Corporate Governance Code

As a listed company, Delta Lloyd Group is committed to complying wherever possible with the recommendations of the Dutch Corporate Governance Code. The Group believes its stakeholders stand to benefit from the transparency required by the Code. Delta Lloyd Group will also follow the corporate governance recommendations in its capacity as an institutional investor. Click here to see the differences between the Dutch Corporate Governance Code and corporate governance at Delta Lloyd Group.

In accordance with the corporate governance code, Delta Lloyd must present on this website all information that is relevant to the shareholders which it is statutorily obliged to disclose or file. All relevant information that has been filed by Delta Lloyd at the Chamber of Commerce is available via this link

Code of Conducts 

The financial sector has introduced various codes of conduct in recent years. The Code of Conduct for Insurers (Gedragscode Verzekeraars) and the Code of Conduct for the Processing of Personal Data by Financial Institutions (Gedragscode Verwerking Persoonsgegevens Financiële Instellingen) set out rules that the whole sector has to comply with. These rules play an important role in Delta Lloyd Group's policy. Delta Lloyd Group has also drawn up an internal Code of Conduct to safeguard the integrity of its business operations.

Solvency II

Solvency II is the updated set of regulatory requirements for insurance firms that operate in the European Union. Solvency II is based on economic principles for the measurement of assets and liabilities. The preparations that insurers are required to make for Solvency II are far-reaching and wide-ranging, but Delta Lloyd Group endorses the principles underlying the new framework. Delta Lloyd Group has opted to report the required solvency from 2016 on the basis of an internal model. This is the model that Delta Lloyd Group already uses to calculate its economic capital for internal purposes.

Whistleblower Policy

The Executive Board and the Central Works Council approved the Delta Lloyd Group Whistleblower Policy in october 2009. Delta Lloyd Group expects all its staff to comply at all times with internal and external regulations and legislation. Employees have the right and the responsibility to report any suspicions of malpractice of a general, operational and/or financial nature. The whistleblower policy documents the manner in which malpractice or suspicions thereof must be reported and handled, guaranteeing anonymity and confidentiality wherever possible. The whistleblower policy is applicable to all divisions and group members of Delta Lloyd Group.

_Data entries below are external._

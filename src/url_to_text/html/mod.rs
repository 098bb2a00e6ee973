pub mod extractors;
pub mod preprocess;

pub use preprocess::{preprocess_html, PreprocessOptions};
use regex::Regex;
use std::sync::LazyLock;

// A number, optionally followed by fraction glyphs, directly before the unit.
// Ranges like "2-3 hours" resolve to the number nearest the unit because the
// leftmost candidate ("2") cannot reach the unit through the hyphen.
static HOURS: LazyLock<Regex> = LazyLock::new(|| {
    Regex::new(r"(?i)(\d+)(?:\.\d+)?[\s½⅓⅔¼¾⅛]*(?:hours?|hrs?)\b").expect("HOURS regex")
});

static MINUTES: LazyLock<Regex> = LazyLock::new(|| {
    Regex::new(r"(?i)(\d+)(?:\.\d+)?[\s½⅓⅔¼¾⅛]*(?:minutes?|mins?)\b").expect("MINUTES regex")
});

/// Convert a free-text duration ("1 hour 30 minutes", "90 mins") into an
/// ISO-8601 `PT#H#M` duration.
///
/// Strings already starting with `PT` are returned as-is, as is anything
/// without a recognisable hour or minute amount.
pub fn normalize_duration(input: &str) -> String {
    if input.is_empty() || input.starts_with("PT") {
        return input.to_string();
    }

    let hours = capture_amount(&HOURS, input);
    let minutes = capture_amount(&MINUTES, input);

    if hours.is_none() && minutes.is_none() {
        return input.to_string();
    }

    let mut iso = String::from("PT");
    if let Some(h) = hours {
        iso.push_str(&format!("{h}H"));
    }
    if let Some(m) = minutes {
        iso.push_str(&format!("{m}M"));
    }
    iso
}

fn capture_amount(pattern: &Regex, input: &str) -> Option<u32> {
    pattern
        .captures(input)
        .and_then(|caps| caps.get(1))
        .and_then(|m| m.as_str().parse().ok())
}
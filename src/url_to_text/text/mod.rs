mod extractor;
pub mod json_repair;

pub use extractor::{parse_model_output, response_text, AiExtractor, ModelOutput};
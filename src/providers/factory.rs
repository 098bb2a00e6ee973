use crate::config::{ClipperConfig, ProviderConfig};
use crate::providers::{AnthropicProvider, FakeProvider, LlmError, LlmProvider, OpenAIProvider};
use log::{info, warn};
use std::sync::Arc;

pub struct ProviderFactory;

impl ProviderFactory {
    /// Create a provider instance from configuration
    pub fn create(
        provider_name: &str,
        config: &ProviderConfig,
    ) -> Result<Arc<dyn LlmProvider>, LlmError> {
        // Validate that provider is enabled
        if !config.enabled {
            return Err(LlmError::NotConfigured(format!(
                "Provider '{}' is not enabled in configuration",
                provider_name
            )));
        }

        match provider_name {
            "openai" => Ok(Arc::new(OpenAIProvider::new(config)?)),
            "anthropic" => Ok(Arc::new(AnthropicProvider::new(config)?)),
            "fake" => Ok(Arc::new(FakeProvider::default())),
            _ => Err(LlmError::NotConfigured(format!(
                "Unknown provider: {}",
                provider_name
            ))),
        }
    }

    /// Build the configured default provider.
    ///
    /// A known provider without credentials, or one switched off, disables AI
    /// extraction (`Ok(None)`) instead of failing startup.
    pub fn from_config(config: &ClipperConfig) -> Result<Option<Arc<dyn LlmProvider>>, LlmError> {
        let provider_name = config.default_provider.as_str();
        if !Self::available_providers().contains(&provider_name) {
            return Err(LlmError::NotConfigured(format!(
                "Unknown provider: {}",
                provider_name
            )));
        }

        let provider_config = config
            .providers
            .get(provider_name)
            .cloned()
            .unwrap_or_else(|| ProviderConfig::with_model(Self::default_model(provider_name)));

        match Self::create(provider_name, &provider_config) {
            Ok(provider) => {
                info!(
                    "AI extraction using provider '{}' ({})",
                    provider_name, provider_config.model
                );
                Ok(Some(provider))
            }
            Err(LlmError::NotConfigured(reason)) => {
                warn!("AI extraction disabled: {}", reason);
                Ok(None)
            }
            Err(e) => Err(e),
        }
    }

    /// List all available provider names
    pub fn available_providers() -> Vec<&'static str> {
        vec!["openai", "anthropic", "fake"]
    }

    fn default_model(provider_name: &str) -> &'static str {
        match provider_name {
            "anthropic" => "claude-3-5-sonnet-20241022",
            "fake" => "fake",
            _ => "gpt-4.1-mini",
        }
    }
}
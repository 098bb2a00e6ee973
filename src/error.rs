use thiserror::Error;

use crate::providers::LlmError;

/// Errors that can occur while clipping a recipe
#[derive(Error, Debug)]
pub enum ClipError {
    /// Caller input was malformed (missing or unusable URL)
    #[error("Invalid request: {0}")]
    Validation(String),

    /// The recipe page could not be fetched
    #[error("Failed to fetch URL: {0}")]
    UpstreamFetch(String),

    /// No extraction strategy produced a complete recipe
    #[error("No recipe could be extracted from this webpage")]
    NotFound,

    /// The model answered but none of the JSON recovery strategies could read it
    #[error("Failed to parse AI response: {message}")]
    AiResponse {
        message: String,
        /// Text surrounding the parse failure, for operators
        excerpt: String,
    },

    /// The model could not be invoked
    #[error("AI request failed: {0}")]
    Llm(#[from] LlmError),

    /// Configuration error
    #[error("Configuration error: {0}")]
    Config(#[from] config::ConfigError),

    /// Builder configuration error
    #[error("Builder error: {0}")]
    Builder(String),
}

impl ClipError {
    /// HTTP status the error is surfaced as.
    pub fn status_code(&self) -> u16 {
        match self {
            ClipError::Validation(_) => 400,
            ClipError::NotFound => 404,
            ClipError::UpstreamFetch(_)
            | ClipError::AiResponse { .. }
            | ClipError::Llm(_)
            | ClipError::Config(_)
            | ClipError::Builder(_) => 500,
        }
    }
}

#[cfg(test)]
mod tests {
    use super::*;

    #[test]
    fn test_status_codes() {
        assert_eq!(ClipError::Validation("url is required".into()).status_code(), 400);
        assert_eq!(ClipError::NotFound.status_code(), 404);
        assert_eq!(ClipError::UpstreamFetch("HTTP 503".into()).status_code(), 500);
        assert_eq!(
            ClipError::AiResponse {
                message: "expected value".into(),
                excerpt: String::new(),
            }
            .status_code(),
            500
        );
        assert_eq!(
            ClipError::Llm(LlmError::RequestFailed("timeout".into())).status_code(),
            500
        );
    }
}
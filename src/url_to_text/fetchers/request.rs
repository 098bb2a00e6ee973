use crate::error::ClipError;
use crate::model::RawPage;
use log::debug;
use reqwest::header::{HeaderMap, HeaderValue, ACCEPT, ACCEPT_LANGUAGE};
use reqwest::Client;
use std::time::Duration;

const ACCEPT_HTML: &str = "text/html,application/xhtml+xml,application/xml;q=0.9,*/*;q=0.8";

/// Downloads recipe pages while presenting as a desktop browser.
#[derive(Debug, Clone)]
pub struct RequestFetcher {
    client: Client,
}

impl RequestFetcher {
    pub fn new(timeout: Duration, user_agent: &str) -> Result<Self, ClipError> {
        let mut headers = HeaderMap::new();
        headers.insert(ACCEPT, HeaderValue::from_static(ACCEPT_HTML));
        headers.insert(ACCEPT_LANGUAGE, HeaderValue::from_static("en-US,en;q=0.9"));

        let client = Client::builder()
            .timeout(timeout)
            .user_agent(user_agent)
            .default_headers(headers)
            .build()
            .map_err(|e| ClipError::Builder(format!("Failed to create HTTP client: {e}")))?;

        Ok(Self { client })
    }

    /// Fetch `url`. Any non-success status or transport failure is an upstream error.
    pub async fn fetch(&self, url: &str) -> Result<RawPage, ClipError> {
        debug!("Fetching {}", url);
        let response = self
            .client
            .get(url)
            .send()
            .await
            .map_err(|e| ClipError::UpstreamFetch(e.to_string()))?;

        let status = response.status();
        if !status.is_success() {
            return Err(ClipError::UpstreamFetch(format!("HTTP {status} from {url}")));
        }

        let html = response
            .text()
            .await
            .map_err(|e| ClipError::UpstreamFetch(e.to_string()))?;
        debug!("Fetched {} bytes from {}", html.len(), url);

        Ok(RawPage {
            url: url.to_string(),
            html,
        })
    }
}
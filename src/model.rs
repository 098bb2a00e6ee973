use chrono::{DateTime, Utc};
use serde::{Deserialize, Serialize};
use serde_json::{Map, Value};
use std::collections::BTreeMap;

/// A fetched page, consumed once by the preprocessor and extractors.
#[derive(Debug, Clone)]
pub struct RawPage {
    pub url: String,
    pub html: String,
}

/// A loosely-shaped recipe object: a JSON-LD candidate or a decoded model payload
/// before field names and shapes have been reconciled.
#[derive(Debug, Clone, Default, PartialEq)]
pub struct LooseRecipe(pub Map<String, Value>);

impl LooseRecipe {
    pub fn get(&self, key: &str) -> Option<&Value> {
        self.0.get(key)
    }

    pub fn insert(&mut self, key: impl Into<String>, value: Value) {
        self.0.insert(key.into(), value);
    }
}

impl From<Map<String, Value>> for LooseRecipe {
    fn from(map: Map<String, Value>) -> Self {
        LooseRecipe(map)
    }
}

/// The normalized recipe every extraction strategy converges to.
///
/// Only constructed once `name`, `ingredients` and `instructions` are all non-empty.
#[derive(Debug, Clone, PartialEq, Serialize, Deserialize)]
#[serde(rename_all = "camelCase")]
pub struct CanonicalRecipe {
    pub name: String,
    #[serde(default)]
    pub description: String,
    pub ingredients: Vec<String>,
    pub instructions: Vec<String>,
    #[serde(default, skip_serializing_if = "Option::is_none")]
    pub image: Option<String>,
    pub source_url: String,
    #[serde(default, skip_serializing_if = "Option::is_none")]
    pub author: Option<String>,
    #[serde(default, skip_serializing_if = "Option::is_none")]
    pub date_published: Option<String>,
    #[serde(default, skip_serializing_if = "Option::is_none")]
    pub prep_time: Option<String>,
    #[serde(default, skip_serializing_if = "Option::is_none")]
    pub cook_time: Option<String>,
    #[serde(default, skip_serializing_if = "Option::is_none")]
    pub total_time: Option<String>,
    #[serde(default, skip_serializing_if = "Option::is_none")]
    pub recipe_yield: Option<String>,
    #[serde(default, skip_serializing_if = "Option::is_none")]
    pub recipe_category: Option<String>,
    #[serde(default, skip_serializing_if = "Option::is_none")]
    pub recipe_cuisine: Option<String>,
    #[serde(default, skip_serializing_if = "Option::is_none")]
    pub keywords: Option<String>,
    #[serde(default, skip_serializing_if = "BTreeMap::is_empty")]
    pub nutrition: BTreeMap<String, String>,
    #[serde(default, skip_serializing_if = "Option::is_none")]
    pub aggregate_rating: Option<Value>,
    #[serde(default, skip_serializing_if = "Option::is_none")]
    pub video: Option<Value>,
}

/// A canonical recipe as stored by (and served from) the cache gate.
#[derive(Debug, Clone, PartialEq, Serialize, Deserialize)]
#[serde(rename_all = "camelCase")]
pub struct CachedRecipeRecord {
    #[serde(flatten)]
    pub recipe: CanonicalRecipe,
    pub scraped_at: DateTime<Utc>,
    #[serde(default)]
    pub from_cache: bool,
}

impl CachedRecipeRecord {
    /// Wrap a freshly extracted recipe.
    pub fn fresh(recipe: CanonicalRecipe) -> Self {
        Self {
            recipe,
            scraped_at: Utc::now(),
            from_cache: false,
        }
    }
}

#[cfg(test)]
mod tests {
    use super::*;
    use serde_json::json;

    fn sample_recipe() -> CanonicalRecipe {
        CanonicalRecipe {
            name: "Pancakes".to_string(),
            description: String::new(),
            ingredients: vec!["flour".to_string()],
            instructions: vec!["mix".to_string()],
            image: None,
            source_url: "https://example.com/pancakes".to_string(),
            author: None,
            date_published: None,
            prep_time: Some("PT10M".to_string()),
            cook_time: None,
            total_time: None,
            recipe_yield: None,
            recipe_category: None,
            recipe_cuisine: None,
            keywords: None,
            nutrition: BTreeMap::new(),
            aggregate_rating: None,
            video: None,
        }
    }

    #[test]
    fn test_canonical_recipe_serializes_camel_case() {
        let value = serde_json::to_value(sample_recipe()).unwrap();
        assert_eq!(value["sourceUrl"], "https://example.com/pancakes");
        assert_eq!(value["prepTime"], "PT10M");
        assert!(value.get("cookTime").is_none());
        assert!(value.get("nutrition").is_none());
    }

    #[test]
    fn test_cached_record_flattens_recipe() {
        let record = CachedRecipeRecord::fresh(sample_recipe());
        let value = serde_json::to_value(&record).unwrap();
        assert_eq!(value["name"], "Pancakes");
        assert_eq!(value["fromCache"], json!(false));
        assert!(value.get("scrapedAt").is_some());

        let back: CachedRecipeRecord = serde_json::from_value(value).unwrap();
        assert_eq!(back, record);
    }
}
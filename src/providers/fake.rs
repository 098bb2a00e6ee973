//! Fake LLM provider for tests and offline runs.

use super::{LlmError, LlmProvider};
use async_trait::async_trait;
use serde_json::{json, Value};
use std::sync::atomic::{AtomicUsize, Ordering};

/// Returns one canned reply for every prompt and counts invocations.
#[derive(Debug)]
pub struct FakeProvider {
    response: Value,
    calls: AtomicUsize,
}

impl Default for FakeProvider {
    fn default() -> Self {
        Self::with_text("null")
    }
}

impl FakeProvider {
    /// Reply with `text` as the single assistant message.
    pub fn with_text(text: &str) -> Self {
        Self::with_raw(json!({
            "output": [{
                "role": "assistant",
                "content": [{"type": "output_text", "text": text}]
            }]
        }))
    }

    /// Reply with an arbitrary response object.
    pub fn with_raw(response: Value) -> Self {
        Self {
            response,
            calls: AtomicUsize::new(0),
        }
    }

    /// Number of times the provider has been invoked.
    pub fn calls(&self) -> usize {
        self.calls.load(Ordering::SeqCst)
    }
}

#[async_trait]
impl LlmProvider for FakeProvider {
    fn provider_name(&self) -> &str {
        "fake"
    }

    async fn invoke(&self, _prompt: &str) -> Result<Value, LlmError> {
        self.calls.fetch_add(1, Ordering::SeqCst);
        Ok(self.response.clone())
    }
}
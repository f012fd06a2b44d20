//! Test doubles for the SPI bus and chip-select pin.

extern crate std;

use std::collections::VecDeque;
use std::vec::Vec;

use embedded_hal::digital;
use embedded_hal::spi::{self, ErrorKind};
use embedded_hal_async::spi::SpiBus;

/// Byte the mock shifts out during the instruction phase. The driver must
/// never interpret it.
pub const MOCK_FILL_BYTE: u8 = 0xEE;

#[derive(Debug, Clone, Copy, PartialEq, Eq)]
pub struct MockError;

impl spi::Error for MockError {
    fn kind(&self) -> ErrorKind {
        ErrorKind::Other
    }
}

impl digital::Error for MockError {
    fn kind(&self) -> digital::ErrorKind {
        digital::ErrorKind::Other
    }
}

/// Records every frame clocked out and answers from a scripted MISO queue.
#[derive(Debug, Default)]
pub struct MockBus {
    /// Frames as the driver sent them, one per transaction.
    pub frames: Vec<Vec<u8>>,
    pub flushes: usize,
    pub fail_transfers: bool,
    /// Never complete a transfer.
    pub stall: bool,
    miso: VecDeque<u8>,
}

impl MockBus {
    pub fn new() -> Self {
        Self::default()
    }

    /// Queue bytes returned during payload phases. Unscripted bytes read as 0.
    pub fn respond(&mut self, bytes: &[u8]) {
        self.miso.extend(bytes.iter().copied());
    }

    /// Payload bytes (everything after the instruction) of each frame.
    pub fn payload_lens(&self) -> Vec<usize> {
        self.frames.iter().map(|frame| frame.len() - 1).collect()
    }

    pub fn opcodes(&self) -> Vec<u8> {
        self.frames.iter().map(|frame| frame[0]).collect()
    }
}

impl spi::ErrorType for MockBus {
    type Error = MockError;
}

impl SpiBus<u8> for MockBus {
    async fn read(&mut self, words: &mut [u8]) -> Result<(), MockError> {
        for word in words.iter_mut() {
            *word = self.miso.pop_front().unwrap_or(0);
        }
        Ok(())
    }

    async fn write(&mut self, words: &[u8]) -> Result<(), MockError> {
        self.frames.push(words.to_vec());
        Ok(())
    }

    async fn transfer(&mut self, read: &mut [u8], write: &[u8]) -> Result<(), MockError> {
        let mut words = write.to_vec();
        self.transfer_in_place(&mut words).await?;
        let len = read.len().min(words.len());
        read[..len].copy_from_slice(&words[..len]);
        Ok(())
    }

    async fn transfer_in_place(&mut self, words: &mut [u8]) -> Result<(), MockError> {
        if self.stall {
            core::future::pending::<()>().await;
        }
        if self.fail_transfers {
            return Err(MockError);
        }

        self.frames.push(words.to_vec());
        if let Some((first, rest)) = words.split_first_mut() {
            *first = MOCK_FILL_BYTE;
            for word in rest {
                *word = self.miso.pop_front().unwrap_or(0);
            }
        }
        Ok(())
    }

    async fn flush(&mut self) -> Result<(), MockError> {
        self.flushes += 1;
        Ok(())
    }
}

#[derive(Debug, Clone, Copy, PartialEq, Eq)]
pub enum PinEvent {
    Low,
    High,
}

/// Output pin that logs every level change, including failed attempts.
#[derive(Debug, Default)]
pub struct MockPin {
    pub events: Vec<PinEvent>,
    pub fail_low: bool,
    pub fail_high: bool,
}

impl MockPin {
    pub fn new() -> Self {
        Self::default()
    }

    /// Count of assert/release pairs, or `None` if they are unbalanced or
    /// out of order.
    pub fn selections(&self) -> Option<usize> {
        let mut pairs = self.events.chunks(2);
        let balanced = pairs.all(|pair| pair == [PinEvent::Low, PinEvent::High]);
        (balanced && self.events.len() % 2 == 0).then_some(self.events.len() / 2)
    }
}

impl digital::ErrorType for MockPin {
    type Error = MockError;
}

impl digital::OutputPin for MockPin {
    fn set_low(&mut self) -> Result<(), MockError> {
        self.events.push(PinEvent::Low);
        if self.fail_low {
            return Err(MockError);
        }
        Ok(())
    }

    fn set_high(&mut self) -> Result<(), MockError> {
        self.events.push(PinEvent::High);
        if self.fail_high {
            return Err(MockError);
        }
        Ok(())
    }
}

Insider Trading Regulations

Delta Lloyd Group has rules for dealing with price-sensitive information and for private portfolio investment transactions by staff. Employees with regular access to confidential information are governed by stricter rules as laid down in the Insider Trading Regulations. These regulations are applicable to the members of the Supervisory Board and the Executive Board and to over 650 employees in the Netherlands. Insiders outside the Netherlands are subject to local laws and regulations.

Communications with shareholders

Delta Lloyd Group values the dialogue with its shareholders through the annual general meeting, analist meetings, roadshows and press conferences.

Non-public material information

Information in these meetings will be limited to previously disclosed material information. Material non-public information will not be provided during such meetings.

Should an inadvertent disclosure of non-public material information occur or a knowing disclosure of non-public material occur, Delta Lloyd Group will make such information public as soon as possible. In addition, the Delta Lloyd Group representatives will explicitly advise the recipients of the material, non-public nature of the information and get their expressed agreement in writing to keep the information confidential and to avoid trading on such information until Delta Lloyd Group has the opportunity to make prompt and broadly disseminated disclosure of the information.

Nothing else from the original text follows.